**DIRECTIONS FOR THIS TASK:** Scan the listing below for the string "without" and copy each line where it turns up.

**RECORDS FOR THE TASK:**
//! Shared configuration for the opsdeck CLI.
//!
//! TOML profiles, credential resolution (keyring + env + plaintext),
//! and translation to `opsdeck_core::ConsoleConfig`. The CLI adds
//! flag-aware overrides on top of the flagless resolution here.

use std::collections::HashMap;
use std::path::{Path, PathBuf};
use std::time::Duration;

use directories::ProjectDirs;
use figment::{
    Figment,
    providers::{Env, Format, Serialized, Toml},
};
use secrecy::{ExposeSecret, SecretString};
use serde::{Deserialize, Serialize};
use thiserror::Error;

use opsdeck_core::{AuthMethod, ConsoleConfig, ConsoleFlags, TlsVerification};

// ── Error ───────────────────────────────────────────────────────────

#[derive(Debug, Error)]
pub enum ConfigError {
    #[error("invalid {field}: {reason}")]
    Validation { field: String, reason: String },

    #[error("no credentials configured for profile '{profile}'")]
    NoCredentials { profile: String },

    #[error("keyring access failed: {0}")]
    Keyring(#[from] keyring::Error),

    #[error("failed to serialize config: {0}")]
    Serialization(#[from] toml::ser::Error),

    #[error("config loading failed: {0}")]
    Figment(Box<figment::Error>),

    #[error("IO error: {0}")]
    Io(#[from] std::io::Error),
}

impl From<figment::Error> for ConfigError {
    fn from(err: figment::Error) -> Self {
        Self::Figment(Box::new(err))
    }
}

// ── TOML config structs ─────────────────────────────────────────────

/// Top-level TOML configuration.
#[derive(Debug, Deserialize, Serialize)]
pub struct Config {
    /// Default profile name.
    pub default_profile: Option<String>,

    /// Global defaults.
    #[serde(default)]
    pub defaults: Defaults,

    /// Named console profiles.
    #[serde(default)]
    pub profiles: HashMap<String, Profile>,
}

impl Default for Config {
    fn default() -> Self {
        Self {
            default_profile: Some("default".into()),
            defaults: Defaults::default(),
            profiles: HashMap::new(),
        }
    }
}

#[derive(Debug, Deserialize, Serialize)]
pub struct Defaults {
    #[serde(default = "default_output")]
    pub output: String,

    #[serde(default = "default_color")]
    pub color: String,

    #[serde(default = "default_timeout")]
    pub timeout: u64,

    /// Background refresh cadence in seconds (0 = never).
    #[serde(default = "default_refresh_interval")]
    pub refresh_interval: u64,
}

impl Default for Defaults {
    fn default() -> Self {
        Self {
            output: default_output(),
            color: default_color(),
            timeout: default_timeout(),
            refresh_interval: default_refresh_interval(),
        }
    }
}

fn default_output() -> String {
    "table".into()
}
fn default_color() -> String {
    "auto".into()
}
fn default_timeout() -> u64 {
    30
}
fn default_refresh_interval() -> u64 {
    60
}

/// A named console profile.
#[derive(Debug, Deserialize, Serialize)]
pub struct Profile {
    /// Console base URL (e.g., "https://ops.example.com").
    pub console: String,

    /// Auth mode: "token" or "session".
    #[serde(default = "default_auth_mode")]
    pub auth_mode: String,

    /// API token (plaintext -- prefer keyring or env var).
    pub token: Option<String>,

    /// Environment variable name containing the API token.
    pub token_env: Option<String>,

    /// Username for session auth.
    pub username: Option<String>,

    /// Password for session auth (plaintext -- prefer keyring).
    pub password: Option<String>,

    /// Path to custom CA certificate.
    pub ca_cert: Option<PathBuf>,

    /// Skip TLS verification for this profile.
    pub insecure: Option<bool>,

    /// Override timeout.
    pub timeout: Option<u64>,

    /// Override refresh cadence.
    pub refresh_interval: Option<u64>,

    /// Console section visibility.
    #[serde(default)]
    pub flags: ConsoleFlags,
}

fn default_auth_mode() -> String {
    "token".into()
}

impl Profile {
    /// A bare token-auth profile pointing at `console`.
    pub fn new(console: impl Into<String>) -> Self {
        Self {
            console: console.into(),
            auth_mode: default_auth_mode(),
            token: None,
            token_env: None,
            username: None,
            password: None,
            ca_cert: None,
            insecure: None,
            timeout: None,
            refresh_interval: None,
            flags: ConsoleFlags::default(),
        }
    }
}

// ── Config file path ────────────────────────────────────────────────

/// Resolve the config file path via XDG / platform conventions.
pub fn config_path() -> PathBuf {
    ProjectDirs::from("com", "opsdeck", "opsdeck").map_or_else(
        || {
            let mut p = dirs_fallback();
            p.push("config.toml");
            p
        },
        |dirs| dirs.config_dir().join("config.toml"),
    )
}

fn dirs_fallback() -> PathBuf {
    let mut p = PathBuf::from(std::env::var("HOME").unwrap_or_else(|_| ".".into()));
    p.push(".config");
    p.push("opsdeck");
    p
}

// ── Config loading ──────────────────────────────────────────────────

/// Load the full Config from file + environment.
pub fn load_config() -> Result<Config, ConfigError> {
    load_config_from(&config_path())
}

fn load_config_from(path: &Path) -> Result<Config, ConfigError> {
    let figment = Figment::new()
        .merge(Serialized::defaults(Config::default()))
        .merge(Toml::file(path))
        .merge(Env::prefixed("OPSDECK_").split("_"));

    let config: Config = figment.extract()?;
    Ok(config)
}

/// Load config, returning a default if the file doesn't exist.
pub fn load_config_or_default() -> Config {
    load_config().unwrap_or_default()
}

// ── Config saving ───────────────────────────────────────────────────

/// Serialize config to TOML and write to the canonical config path.
pub fn save_config(cfg: &Config) -> Result<(), ConfigError> {
    let path = config_path();
    if let Some(parent) = path.parent() {
        std::fs::create_dir_all(parent)?;
    }
    let toml_str = toml::to_string_pretty(cfg)?;
    std::fs::write(&path, toml_str)?;
    Ok(())
}

// ── Keyring storage ─────────────────────────────────────────────────

const KEYRING_SERVICE: &str = "opsdeck";

fn keyring_entry(profile_name: &str, slot: &str) -> Result<keyring::Entry, ConfigError> {
    Ok(keyring::Entry::new(
        KEYRING_SERVICE,
        &format!("{profile_name}/{slot}"),
    )?)
}

/// Store an API token in the system keyring.
pub fn store_token(profile_name: &str, token: &SecretString) -> Result<(), ConfigError> {
    keyring_entry(profile_name, "token")?.set_password(token.expose_secret())?;
    Ok(())
}

/// Remove a stored API token. Missing entries are not an error.
pub fn delete_token(profile_name: &str) -> Result<(), ConfigError> {
    match keyring_entry(profile_name, "token")?.delete_credential() {
        Ok(()) | Err(keyring::Error::NoEntry) => Ok(()),
        Err(e) => Err(e.into()),
    }
}

/// Store a session password in the system keyring.
pub fn store_password(profile_name: &str, password: &SecretString) -> Result<(), ConfigError> {
    keyring_entry(profile_name, "password")?.set_password(password.expose_secret())?;
    Ok(())
}

/// Remove a stored session password. Missing entries are not an error.
pub fn delete_password(profile_name: &str) -> Result<(), ConfigError> {
    match keyring_entry(profile_name, "password")?.delete_credential() {
        Ok(()) | Err(keyring::Error::NoEntry) => Ok(()),
        Err(e) => Err(e.into()),
    }
}

// ── Credential resolution (without CLI flags) ───────────────────────

/// Resolve an API token from the credential chain (no CLI flag step).
pub fn resolve_token(profile: &Profile, profile_name: &str) -> Result<SecretString, ConfigError> {
    // 1. Profile's token_env → env var lookup
    if let Some(ref env_name) = profile.token_env {
        if let Ok(val) = std::env::var(env_name) {
            return Ok(SecretString::from(val));
        }
    }

    // 2. System keyring
    if let Ok(entry) = keyring::Entry::new(KEYRING_SERVICE, &format!("{profile_name}/token")) {
        if let Ok(secret) = entry.get_password() {
            return Ok(SecretString::from(secret));
        }
    }

    // 3. Plaintext in config
    if let Some(ref token) = profile.token {
        return Ok(SecretString::from(token.clone()));
    }

    Err(ConfigError::NoCredentials {
        profile: profile_name.into(),
    })
}

/// Resolve session credentials (username + password) without CLI flags.
pub fn resolve_session_credentials(
    profile: &Profile,
    profile_name: &str,
) -> Result<(String, SecretString), ConfigError> {
    let username = profile
        .username
        .clone()
        .or_else(|| std::env::var("OPSDECK_USERNAME").ok())
        .ok_or_else(|| ConfigError::NoCredentials {
            profile: profile_name.into(),
        })?;

    // 1. Env var
    if let Ok(pw) = std::env::var("OPSDECK_PASSWORD") {
        return Ok((username, SecretString::from(pw)));
    }

    // 2. Keyring
    if let Ok(entry) = keyring::Entry::new(KEYRING_SERVICE, &format!("{profile_name}/password")) {
        if let Ok(pw) = entry.get_password() {
            return Ok((username, SecretString::from(pw)));
        }
    }

    // 3. Plaintext in config
    if let Some(ref pw) = profile.password {
        return Ok((username, SecretString::from(pw.clone())));
    }

    Err(ConfigError::NoCredentials {
        profile: profile_name.into(),
    })
}

/// Resolve an [`AuthMethod`] from a profile's `auth_mode` field.
pub fn resolve_auth(profile: &Profile, profile_name: &str) -> Result<AuthMethod, ConfigError> {
    match profile.auth_mode.as_str() {
        "token" => {
            let secret = resolve_token(profile, profile_name)?;
            Ok(AuthMethod::Token(secret))
        }
        "session" => {
            let (username, password) = resolve_session_credentials(profile, profile_name)?;
            Ok(AuthMethod::Session { username, password })
        }
        other => Err(ConfigError::Validation {
            field: "auth_mode".into(),
            reason: format!("expected 'token' or 'session', got '{other}'"),
        }),
    }
}

/// Build a [`ConsoleConfig`] from a profile -- no CLI flag overrides.
pub fn profile_to_console_config(
    profile: &Profile,
    profile_name: &str,
    defaults: &Defaults,
) -> Result<ConsoleConfig, ConfigError> {
    let url: url::Url = profile.console.parse().map_err(|_| ConfigError::Validation {
        field: "console".into(),
        reason: format!("invalid URL: {}", profile.console),
    })?;

    let auth = resolve_auth(profile, profile_name)?;

    let tls = if profile.insecure.unwrap_or(false) {
        TlsVerification::DangerAcceptInvalid
    } else if let Some(ref ca_path) = profile.ca_cert {
        TlsVerification::CustomCa(ca_path.clone())
    } else {
        TlsVerification::SystemDefaults
    };

    let timeout = Duration::from_secs(profile.timeout.unwrap_or(defaults.timeout));
    let refresh_interval_secs = profile.refresh_interval.unwrap_or(defaults.refresh_interval);

    Ok(ConsoleConfig {
        url,
        auth,
        tls,
        timeout,
        refresh_interval_secs,
        flags: profile.flags,
    })
}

**TASK OUTPUT:**
// ── Credential resolution (without CLI flags) ───────────────────────
/// Resolve session credentials (username + password) without CLI flags.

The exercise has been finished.